Researchers in St Louis, USA, say that this could be caused by chronic deprivation of oxygen experienced by sickle cell carriers since early in life.

The study involved more than 200 young, black adults who were tested with MRI scans, using models of brain age developed on a diverse group of 14,000 adults. Importantly, the brain age gap was also present in adults with sickle cell who have not experienced a stroke.

As well as studying the impact of sickle cell disease, the researchers sought to study the impact of economic deprivation and found it linked to a seven-year gap in brain age.

The findings have been reported in JAMA Network Open.

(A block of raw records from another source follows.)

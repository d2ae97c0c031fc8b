use crate::models::{ForwardRequest, ForwarderSettings};
use crate::utils::error::{ForwardError, Result};
use directories::ProjectDirs;
use std::fs;
use std::path::{Path, PathBuf};

/// Loads and saves forwarder settings and saved forwardings as TOML
pub struct ConfigService {
    config_dir: PathBuf,
}

impl ConfigService {
    /// Create a new config service with default directory
    pub fn new() -> Result<Self> {
        let config_dir = Self::get_config_dir()?;

        if !config_dir.exists() {
            fs::create_dir_all(&config_dir)?;
            tracing::info!("Created config directory: {:?}", config_dir);

            #[cfg(unix)]
            {
                use std::os::unix::fs::PermissionsExt;
                let mut perms = fs::metadata(&config_dir)?.permissions();
                perms.set_mode(0o700);
                fs::set_permissions(&config_dir, perms)?;
            }
        }

        Ok(Self { config_dir })
    }

    /// Create a config service with custom directory
    pub fn with_dir(config_dir: PathBuf) -> Result<Self> {
        if !config_dir.exists() {
            fs::create_dir_all(&config_dir)?;
        }
        Ok(Self { config_dir })
    }

    fn get_config_dir() -> Result<PathBuf> {
        ProjectDirs::from("com", "ssh-port-forwarder", "ssh-port-forwarder")
            .map(|dirs| dirs.config_dir().to_path_buf())
            .ok_or_else(|| ForwardError::ConfigError("Failed to get config directory".to_string()))
    }

    fn settings_file(&self) -> PathBuf {
        self.config_dir.join("forwarder.toml")
    }

    fn forwardings_file(&self) -> PathBuf {
        self.config_dir.join("forwardings.toml")
    }

    /// Load settings, falling back to defaults when no file exists.
    /// Loaded values are validated.
    pub fn load_settings(&self) -> Result<ForwarderSettings> {
        let path = self.settings_file();

        if !path.exists() {
            tracing::info!("No settings file found, using defaults");
            return Ok(ForwarderSettings::default());
        }

        let content = fs::read_to_string(&path)?;
        let settings: ForwarderSettings = toml::from_str(&content)?;
        settings.validate()?;

        tracing::info!(
            "Loaded settings: {} channels, {} byte buffers",
            settings.channel_count,
            settings.buffer_size
        );
        Ok(settings)
    }

    pub fn save_settings(&self, settings: &ForwarderSettings) -> Result<()> {
        settings.validate()?;
        let content = toml::to_string_pretty(settings)?;

        let path = self.settings_file();
        fs::write(&path, content)?;

        tracing::info!("Saved settings to {:?}", path);
        Ok(())
    }

    /// Saved forwardings; credentials are never stored
    pub fn load_forwardings(&self) -> Result<Vec<ForwardRequest>> {
        let path = self.forwardings_file();

        if !path.exists() {
            return Ok(Vec::new());
        }

        let content = fs::read_to_string(&path)?;
        let saved: ForwardingsConfig = toml::from_str(&content)?;

        tracing::info!("Loaded {} forwardings", saved.forwardings.len());
        Ok(saved.forwardings)
    }

    /// Save a forwarding, replacing any with the same id
    pub fn save_forwarding(&self, request: &ForwardRequest) -> Result<()> {
        let mut forwardings = self.load_forwardings()?;

        match forwardings.iter().position(|f| f.id == request.id) {
            Some(pos) => forwardings[pos] = request.clone(),
            None => forwardings.push(request.clone()),
        }

        self.write_forwardings(forwardings)
    }

    pub fn delete_forwarding(&self, id: uuid::Uuid) -> Result<bool> {
        let mut forwardings = self.load_forwardings()?;
        let original_len = forwardings.len();

        forwardings.retain(|f| f.id != id);

        if forwardings.len() < original_len {
            self.write_forwardings(forwardings)?;
            tracing::info!("Deleted forwarding with ID: {}", id);
            Ok(true)
        } else {
            Ok(false)
        }
    }

    fn write_forwardings(&self, forwardings: Vec<ForwardRequest>) -> Result<()> {
        let count = forwardings.len();
        let content = toml::to_string_pretty(&ForwardingsConfig { forwardings })?;

        let path = self.forwardings_file();
        fs::write(&path, content)?;

        tracing::info!("Saved {} forwardings to {:?}", count, path);
        Ok(())
    }

    pub fn config_dir(&self) -> &Path {
        &self.config_dir
    }
}

#[derive(Debug, serde::Serialize, serde::Deserialize)]
struct ForwardingsConfig {
    #[serde(default)]
    forwardings: Vec<ForwardRequest>,
}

Study leader Professor Andria Ford, of the Washington University School of Medicine, said: “Our study explains how a chronic illness and low socioeconomic status can cause cognitive problems. We found that such factors could impact brain development and/or aging, which ultimately affects the mental processes involved in thinking, remembering and problem solving, among others.

“Understanding the influence that sickle cell disease and economic deprivation have on brain structure may lead to treatments and preventive measures that potentially could preserve cognitive function.”

The researchers say they now plan further tests after a gap of three years. Professor Ford explained: “Multiple time points can help us understand if the brain is stable, initially capturing differences that were present since childhood, or prematurely aging and able to predict the trajectory of someone’s cognitive decline. Identifying who is at greatest risk for future cognitive disability with a single MRI scan can be a powerful tool for helping patients with neurological conditions.”

Source:

Ford AL, Fellah S, Wang Y, Unger-Levinson K, Hagan M, Reis MN, Mirro A, Lewis JB, Ying C, Guilliams KP, Fields ME, An H, King AA, Chen Y. (2025) “Brain age modelling and cognitive outcomes in young adults with and without sickle cell anemia.” JAMA Network Open, 17 January 2025, doi: 10.1001/jamanetworkopen.2024.53669.